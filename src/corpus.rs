//! # Corpus
//!
//! The searchable corpus is two files produced offline:
//!
//! - a NumPy `.npy` matrix, one embedding per row, and
//! - a JSON-lines metadata file, line `i` describing row `i`.
//!
//! Records have no key of their own; they are identified by their row. The
//! two files are joined positionally, so any disagreement in counts is fatal.
//! Both live for the whole process and are never mutated after loading.
//!
//! ```no_run
//! use ragchart::corpus::Corpus;
//!
//! # fn main() -> Result<(), Box<dyn std::error::Error>> {
//! let corpus = Corpus::load("embeddings.npy".as_ref(), "metadata.json".as_ref())?;
//! println!("{} records of dimension {}", corpus.len(), corpus.matrix.dimension());
//! # Ok(()) }
//! ```

use std::fs;
use std::path::Path;

use ndarray::{Array2, ArrayView1, ShapeBuilder};
use once_cell::sync::Lazy;
use rayon::prelude::*;
use regex::Regex;
use serde_json::Value as JsonValue;
use tracing::info;

use crate::error::CorpusError;

/// Opaque metadata document for one corpus entry.
pub type CorpusRecord = JsonValue;

const NPY_MAGIC: &[u8] = b"\x93NUMPY";

static DESCR_RE: Lazy<Regex> =
    Lazy::new(|| Regex::new(r"'descr'\s*:\s*'([<>=|])([a-z])(\d+)'").expect("valid regex"));
static FORTRAN_RE: Lazy<Regex> =
    Lazy::new(|| Regex::new(r"'fortran_order'\s*:\s*(True|False)").expect("valid regex"));
static SHAPE_RE: Lazy<Regex> =
    Lazy::new(|| Regex::new(r"'shape'\s*:\s*\(([^)]*)\)").expect("valid regex"));

/// Dense `[rows, dimension]` embedding matrix.
#[derive(Debug, Clone, PartialEq)]
pub struct EmbeddingMatrix {
    data: Array2<f32>,
}

impl EmbeddingMatrix {
    /// Build a matrix from individual rows.
    ///
    /// # Errors
    /// - [`CorpusError::EmptyCorpus`] when `rows` is empty or the rows have no columns.
    /// - [`CorpusError::Ragged`] when a row's length differs from the first row's.
    pub fn from_rows(rows: Vec<Vec<f32>>) -> Result<Self, CorpusError> {
        let dimension = rows.first().map(Vec::len).unwrap_or(0);
        if dimension == 0 {
            return Err(CorpusError::EmptyCorpus);
        }
        if let Some((row, found)) = rows
            .iter()
            .enumerate()
            .find(|(_, r)| r.len() != dimension)
            .map(|(i, r)| (i, r.len()))
        {
            return Err(CorpusError::Ragged {
                row,
                expected: dimension,
                found,
            });
        }

        let count = rows.len();
        let flat: Vec<f32> = rows.into_iter().flatten().collect();
        let data = Array2::from_shape_vec((count, dimension), flat)
            .map_err(|e| CorpusError::Index(e.to_string()))?;
        Ok(Self { data })
    }

    pub fn rows(&self) -> usize {
        self.data.nrows()
    }

    pub fn dimension(&self) -> usize {
        self.data.ncols()
    }

    pub fn row(&self, index: usize) -> ArrayView1<'_, f32> {
        self.data.row(index)
    }

    /// Read a `.npy` file holding a 2-D float matrix.
    ///
    /// Accepts format versions 1 through 3, `f4` or `f8` in either byte
    /// order, and both C and Fortran layouts. `f8` data is narrowed to `f32`.
    pub fn read_npy(path: &Path) -> Result<Self, CorpusError> {
        let bytes = fs::read(path).map_err(|source| CorpusError::Io {
            path: path.to_path_buf(),
            source,
        })?;
        parse_npy(&bytes).map_err(|reason| CorpusError::Npy {
            path: path.to_path_buf(),
            reason,
        })
    }
}

fn parse_npy(bytes: &[u8]) -> Result<EmbeddingMatrix, String> {
    if bytes.len() < 10 || &bytes[..6] != NPY_MAGIC {
        return Err("missing NUMPY magic string".to_string());
    }
    let major = bytes[6];
    let (header_len, header_start) = match major {
        1 => (u16::from_le_bytes([bytes[8], bytes[9]]) as usize, 10),
        2 | 3 => {
            if bytes.len() < 12 {
                return Err("truncated header".to_string());
            }
            (
                u32::from_le_bytes([bytes[8], bytes[9], bytes[10], bytes[11]]) as usize,
                12,
            )
        }
        v => return Err(format!("unsupported format version {v}")),
    };
    let data_start = header_start + header_len;
    let header = bytes
        .get(header_start..data_start)
        .ok_or_else(|| "truncated header".to_string())?;
    let header = String::from_utf8_lossy(header);

    let descr = DESCR_RE
        .captures(&header)
        .ok_or_else(|| "header has no 'descr'".to_string())?;
    let big_endian = &descr[1] == ">";
    let width: usize = match (&descr[2], &descr[3]) {
        ("f", "4") => 4,
        ("f", "8") => 8,
        (kind, size) => return Err(format!("unsupported dtype {kind}{size}, expected f4 or f8")),
    };

    let fortran_order = FORTRAN_RE
        .captures(&header)
        .map(|c| &c[1] == "True")
        .ok_or_else(|| "header has no 'fortran_order'".to_string())?;

    let shape = SHAPE_RE
        .captures(&header)
        .ok_or_else(|| "header has no 'shape'".to_string())?;
    let dims = shape[1]
        .split(',')
        .map(str::trim)
        .filter(|s| !s.is_empty())
        .map(|s| s.parse::<usize>().map_err(|e| format!("bad shape entry {s:?}: {e}")))
        .collect::<Result<Vec<_>, _>>()?;
    let (rows, cols) = match dims.as_slice() {
        [rows, cols] => (*rows, *cols),
        other => return Err(format!("expected a 2-D matrix, found shape {other:?}")),
    };

    let payload = &bytes[data_start..];
    let expected = rows
        .checked_mul(cols)
        .and_then(|n| n.checked_mul(width))
        .ok_or_else(|| format!("shape ({rows}, {cols}) is too large"))?;
    if payload.len() != expected {
        return Err(format!(
            "payload holds {} bytes, shape ({rows}, {cols}) needs {expected}",
            payload.len()
        ));
    }

    let values: Vec<f32> = payload
        .chunks_exact(width)
        .map(|chunk| match (width, big_endian) {
            (4, false) => f32::from_le_bytes([chunk[0], chunk[1], chunk[2], chunk[3]]),
            (4, true) => f32::from_be_bytes([chunk[0], chunk[1], chunk[2], chunk[3]]),
            (_, false) => f64::from_le_bytes(eight(chunk)) as f32,
            (_, true) => f64::from_be_bytes(eight(chunk)) as f32,
        })
        .collect();

    let data = if fortran_order {
        Array2::from_shape_vec((rows, cols).f(), values)
            .map_err(|e| e.to_string())?
            .as_standard_layout()
            .to_owned()
    } else {
        Array2::from_shape_vec((rows, cols), values).map_err(|e| e.to_string())?
    };

    Ok(EmbeddingMatrix { data })
}

fn eight(chunk: &[u8]) -> [u8; 8] {
    let mut out = [0u8; 8];
    out.copy_from_slice(&chunk[..8]);
    out
}

/// Parse a JSON-lines metadata file, one record per line, in file order.
///
/// Lines are decoded in parallel; order is preserved. A blank or invalid line
/// is an error naming its 1-based line number.
pub fn read_metadata(path: &Path) -> Result<Vec<CorpusRecord>, CorpusError> {
    let content = fs::read_to_string(path).map_err(|source| CorpusError::Io {
        path: path.to_path_buf(),
        source,
    })?;
    parse_metadata(&content)
}

fn parse_metadata(content: &str) -> Result<Vec<CorpusRecord>, CorpusError> {
    let lines: Vec<&str> = content.trim_end().lines().collect();
    lines
        .par_iter()
        .enumerate()
        .map(|(i, line)| {
            serde_json::from_str::<CorpusRecord>(line.trim()).map_err(|source| {
                CorpusError::Metadata {
                    line: i + 1,
                    source,
                }
            })
        })
        .collect()
}

/// Matrix plus the positionally joined metadata records.
#[derive(Debug, Clone)]
pub struct Corpus {
    pub matrix: EmbeddingMatrix,
    pub records: Vec<CorpusRecord>,
}

impl Corpus {
    /// Join a matrix with its records.
    ///
    /// # Errors
    /// [`CorpusError::RowCountMismatch`] when the counts differ.
    pub fn new(matrix: EmbeddingMatrix, records: Vec<CorpusRecord>) -> Result<Self, CorpusError> {
        if matrix.rows() != records.len() {
            return Err(CorpusError::RowCountMismatch {
                rows: matrix.rows(),
                records: records.len(),
            });
        }
        Ok(Self { matrix, records })
    }

    /// Load both corpus files and join them.
    pub fn load(embeddings_path: &Path, metadata_path: &Path) -> Result<Self, CorpusError> {
        let matrix = EmbeddingMatrix::read_npy(embeddings_path)?;
        info!(
            "Loaded embeddings from {} with shape ({}, {})",
            embeddings_path.display(),
            matrix.rows(),
            matrix.dimension()
        );

        let records = read_metadata(metadata_path)?;
        info!(
            "Loaded metadata from {} with {} entries",
            metadata_path.display(),
            records.len()
        );

        Self::new(matrix, records)
    }

    pub fn len(&self) -> usize {
        self.records.len()
    }

    pub fn is_empty(&self) -> bool {
        self.records.is_empty()
    }
}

Work instruction >> Copy every line above that holds the word "usize".

Expected output >>
    pub fn rows(&self) -> usize {
    pub fn dimension(&self) -> usize {
    pub fn row(&self, index: usize) -> ArrayView1<'_, f32> {
        1 => (u16::from_le_bytes([bytes[8], bytes[9]]) as usize, 10),
                u32::from_le_bytes([bytes[8], bytes[9], bytes[10], bytes[11]]) as usize,
    let width: usize = match (&descr[2], &descr[3]) {
        .map(|s| s.parse::<usize>().map_err(|e| format!("bad shape entry {s:?}: {e}")))
    pub fn len(&self) -> usize {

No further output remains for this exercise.